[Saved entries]
◆ ◆ ◆ ◆
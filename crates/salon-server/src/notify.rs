//! Receipt and undo notifications.
//!
//! The core emits a human-readable event whenever a user receives a message
//! or undoes one. The sink is pluggable so embedders can route the lines
//! wherever they like; tests capture them in memory.

use std::sync::{Arc, Mutex};

use serde::{Deserialize, Serialize};
use tracing::error;

use salon_shared::Username;

/// One observable event on the notification channel.
#[derive(Debug, Clone, Serialize, Deserialize, PartialEq, Eq)]
pub enum Notification {
    /// A message reached a recipient's history.
    MessageReceived {
        recipient: Username,
        sender: Username,
        content: String,
    },
    /// A user undid their most recent message.
    MessageUndone { user: Username, content: String },
    /// An undo was requested with no message left to undo.
    NothingToUndo { user: Username },
}

impl std::fmt::Display for Notification {
    fn fmt(&self, f: &mut std::fmt::Formatter<'_>) -> std::fmt::Result {
        match self {
            Notification::MessageReceived {
                recipient,
                sender,
                content,
            } => {
                write!(f, "[{recipient}] Received message from {sender}: {content}")
            }
            Notification::MessageUndone { user, content } => {
                write!(f, "[{user}] Undid last message: {content}")
            }
            Notification::NothingToUndo { user } => {
                write!(f, "[{user}] No messages to undo")
            }
        }
    }
}

/// Sink for notification events.
pub trait Notifier: Send + Sync {
    fn notify(&self, event: &Notification);
}

/// Prints each notification line to stdout. The default sink for new users,
/// standing in for the client UIs a real deployment would push to.
#[derive(Debug, Clone, Copy, Default)]
pub struct ConsoleNotifier;

impl Notifier for ConsoleNotifier {
    fn notify(&self, event: &Notification) {
        println!("{event}");
    }
}

/// Collects notifications in memory, in arrival order.
#[derive(Debug, Clone, Default)]
pub struct MemoryNotifier {
    events: Arc<Mutex<Vec<Notification>>>,
}

impl MemoryNotifier {
    pub fn new() -> Self {
        Self::default()
    }

    /// Snapshot of every event notified so far.
    pub fn events(&self) -> Vec<Notification> {
        self.events
            .lock()
            .map(|events| events.clone())
            .unwrap_or_default()
    }
}

impl Notifier for MemoryNotifier {
    fn notify(&self, event: &Notification) {
        match self.events.lock() {
            Ok(mut events) => events.push(event.clone()),
            Err(e) => error!(error = %e, "Failed to record notification"),
        }
    }
}
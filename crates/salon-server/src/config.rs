//! Server configuration loaded from environment variables.
//!
//! Every setting has a default so the simulation runs with zero
//! configuration.

use tracing::warn;

use salon_shared::constants::APP_NAME;

/// Mediation server configuration.
#[derive(Debug, Clone)]
pub struct ServerConfig {
    /// Human-readable name for this server instance.
    /// Env: `SALON_INSTANCE_NAME`
    /// Default: `"Salon"`
    pub instance_name: String,

    /// Skip delivery to recipients that are not currently registered.
    ///
    /// By default the server trusts whatever user handles the caller passes
    /// and never consults the registry during delivery. Enabling this makes
    /// the registry authoritative; skipped recipients are logged.
    /// Env: `SALON_REQUIRE_REGISTERED` (true/false)
    /// Default: `false`
    pub require_registered: bool,
}

impl Default for ServerConfig {
    fn default() -> Self {
        Self {
            instance_name: APP_NAME.to_string(),
            require_registered: false,
        }
    }
}

impl ServerConfig {
    /// Load configuration from environment variables, falling back to
    /// defaults for anything unset.
    pub fn from_env() -> Self {
        let mut config = Self::default();

        if let Ok(name) = std::env::var("SALON_INSTANCE_NAME") {
            if name.trim().is_empty() {
                warn!("Empty SALON_INSTANCE_NAME, using default");
            } else {
                config.instance_name = name;
            }
        }

        if let Ok(val) = std::env::var("SALON_REQUIRE_REGISTERED") {
            config.require_registered = flag_enabled(&val);
        }

        config
    }
}

/// Interpret an environment flag value as a boolean.
fn flag_enabled(val: &str) -> bool {
    matches!(val.trim(), "1" | "true" | "True" | "TRUE")
}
◆ ◆ ◆ ◆
Problem to solve: Restate every record verbatim.

Solution for this exercise:
filename crates/salon-server/src/notify.rs
//! Receipt and undo notifications.
//!
//! The core emits a human-readable event whenever a user receives a message
//! or undoes one. The sink is pluggable so embedders can route the lines
//! wherever they like; tests capture them in memory.

use std::sync::{Arc, Mutex};

use serde::{Deserialize, Serialize};
use tracing::error;

use salon_shared::Username;

/// One observable event on the notification channel.
#[derive(Debug, Clone, Serialize, Deserialize, PartialEq, Eq)]
pub enum Notification {
    /// A message reached a recipient's history.
    MessageReceived {
        recipient: Username,
        sender: Username,
        content: String,
    },
    /// A user undid their most recent message.
    MessageUndone { user: Username, content: String },
    /// An undo was requested with no message left to undo.
    NothingToUndo { user: Username },
}

impl std::fmt::Display for Notification {
    fn fmt(&self, f: &mut std::fmt::Formatter<'_>) -> std::fmt::Result {
        match self {
            Notification::MessageReceived {
                recipient,
                sender,
                content,
            } => {
                write!(f, "[{recipient}] Received message from {sender}: {content}")
            }
            Notification::MessageUndone { user, content } => {
                write!(f, "[{user}] Undid last message: {content}")
            }
            Notification::NothingToUndo { user } => {
                write!(f, "[{user}] No messages to undo")
            }
        }
    }
}

/// Sink for notification events.
pub trait Notifier: Send + Sync {
    fn notify(&self, event: &Notification);
}

/// Prints each notification line to stdout. The default sink for new users,
/// standing in for the client UIs a real deployment would push to.
#[derive(Debug, Clone, Copy, Default)]
pub struct ConsoleNotifier;

impl Notifier for ConsoleNotifier {
    fn notify(&self, event: &Notification) {
        println!("{event}");
    }
}

/// Collects notifications in memory, in arrival order.
#[derive(Debug, Clone, Default)]
pub struct MemoryNotifier {
    events: Arc<Mutex<Vec<Notification>>>,
}

impl MemoryNotifier {
    pub fn new() -> Self {
        Self::default()
    }

    /// Snapshot of every event notified so far.
    pub fn events(&self) -> Vec<Notification> {
        self.events
            .lock()
            .map(|events| events.clone())
            .unwrap_or_default()
    }
}

impl Notifier for MemoryNotifier {
    fn notify(&self, event: &Notification) {
        match self.events.lock() {
            Ok(mut events) => events.push(event.clone()),
            Err(e) => error!(error = %e, "Failed to record notification"),
        }
    }
}
filename crates/salon-server/src/config.rs
//! Server configuration loaded from environment variables.
//!
//! Every setting has a default so the simulation runs with zero
//! configuration.

use tracing::warn;

use salon_shared::constants::APP_NAME;

/// Mediation server configuration.
#[derive(Debug, Clone)]
pub struct ServerConfig {
    /// Human-readable name for this server instance.
    /// Env: `SALON_INSTANCE_NAME`
    /// Default: `"Salon"`
    pub instance_name: String,

    /// Skip delivery to recipients that are not currently registered.
    ///
    /// By default the server trusts whatever user handles the caller passes
    /// and never consults the registry during delivery. Enabling this makes
    /// the registry authoritative; skipped recipients are logged.
    /// Env: `SALON_REQUIRE_REGISTERED` (true/false)
    /// Default: `false`
    pub require_registered: bool,
}

impl Default for ServerConfig {
    fn default() -> Self {
        Self {
            instance_name: APP_NAME.to_string(),
            require_registered: false,
        }
    }
}

impl ServerConfig {
    /// Load configuration from environment variables, falling back to
    /// defaults for anything unset.
    pub fn from_env() -> Self {
        let mut config = Self::default();

        if let Ok(name) = std::env::var("SALON_INSTANCE_NAME") {
            if name.trim().is_empty() {
                warn!("Empty SALON_INSTANCE_NAME, using default");
            } else {
                config.instance_name = name;
            }
        }

        if let Ok(val) = std::env::var("SALON_REQUIRE_REGISTERED") {
            config.require_registered = flag_enabled(&val);
        }

        config
    }
}

/// Interpret an environment flag value as a boolean.
fn flag_enabled(val: &str) -> bool {
    matches!(val.trim(), "1" | "true" | "True" | "TRUE")
}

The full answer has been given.